### [YOUR OBJECTIVE]
Go through the data and retrieve each line that includes the string "catalog".

━━━ AVAILABLE DATA

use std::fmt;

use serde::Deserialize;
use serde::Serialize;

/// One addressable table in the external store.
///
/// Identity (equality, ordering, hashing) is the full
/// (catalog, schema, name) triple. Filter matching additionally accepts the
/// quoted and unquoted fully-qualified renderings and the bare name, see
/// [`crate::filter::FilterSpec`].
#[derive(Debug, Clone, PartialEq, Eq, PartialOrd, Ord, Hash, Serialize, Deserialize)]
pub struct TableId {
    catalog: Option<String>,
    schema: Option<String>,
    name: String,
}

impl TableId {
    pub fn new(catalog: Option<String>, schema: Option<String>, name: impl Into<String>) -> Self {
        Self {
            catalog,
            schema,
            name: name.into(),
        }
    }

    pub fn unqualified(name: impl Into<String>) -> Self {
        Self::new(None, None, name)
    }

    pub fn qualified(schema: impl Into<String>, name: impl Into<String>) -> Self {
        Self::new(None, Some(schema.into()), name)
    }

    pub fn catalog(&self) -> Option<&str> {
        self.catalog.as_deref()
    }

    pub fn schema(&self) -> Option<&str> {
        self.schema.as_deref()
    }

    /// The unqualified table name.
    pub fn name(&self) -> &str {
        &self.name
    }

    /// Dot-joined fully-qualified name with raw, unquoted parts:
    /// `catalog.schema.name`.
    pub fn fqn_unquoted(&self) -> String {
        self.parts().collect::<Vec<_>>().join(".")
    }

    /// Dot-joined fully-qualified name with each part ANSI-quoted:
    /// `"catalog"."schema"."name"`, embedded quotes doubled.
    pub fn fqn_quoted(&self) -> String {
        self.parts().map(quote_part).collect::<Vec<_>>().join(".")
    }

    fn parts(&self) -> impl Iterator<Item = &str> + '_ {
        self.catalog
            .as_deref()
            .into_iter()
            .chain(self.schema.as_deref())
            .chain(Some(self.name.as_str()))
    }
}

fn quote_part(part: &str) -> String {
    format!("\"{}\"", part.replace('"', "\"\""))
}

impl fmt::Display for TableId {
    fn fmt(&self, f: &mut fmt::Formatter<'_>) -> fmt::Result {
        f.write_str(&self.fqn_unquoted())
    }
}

━━━━━━

### [RESULT]
/// (catalog, schema, name) triple. Filter matching additionally accepts the
    catalog: Option<String>,
    pub fn new(catalog: Option<String>, schema: Option<String>, name: impl Into<String>) -> Self {
            catalog,
    pub fn catalog(&self) -> Option<&str> {
        self.catalog.as_deref()
    /// `catalog.schema.name`.
    /// `"catalog"."schema"."name"`, embedded quotes doubled.
        self.catalog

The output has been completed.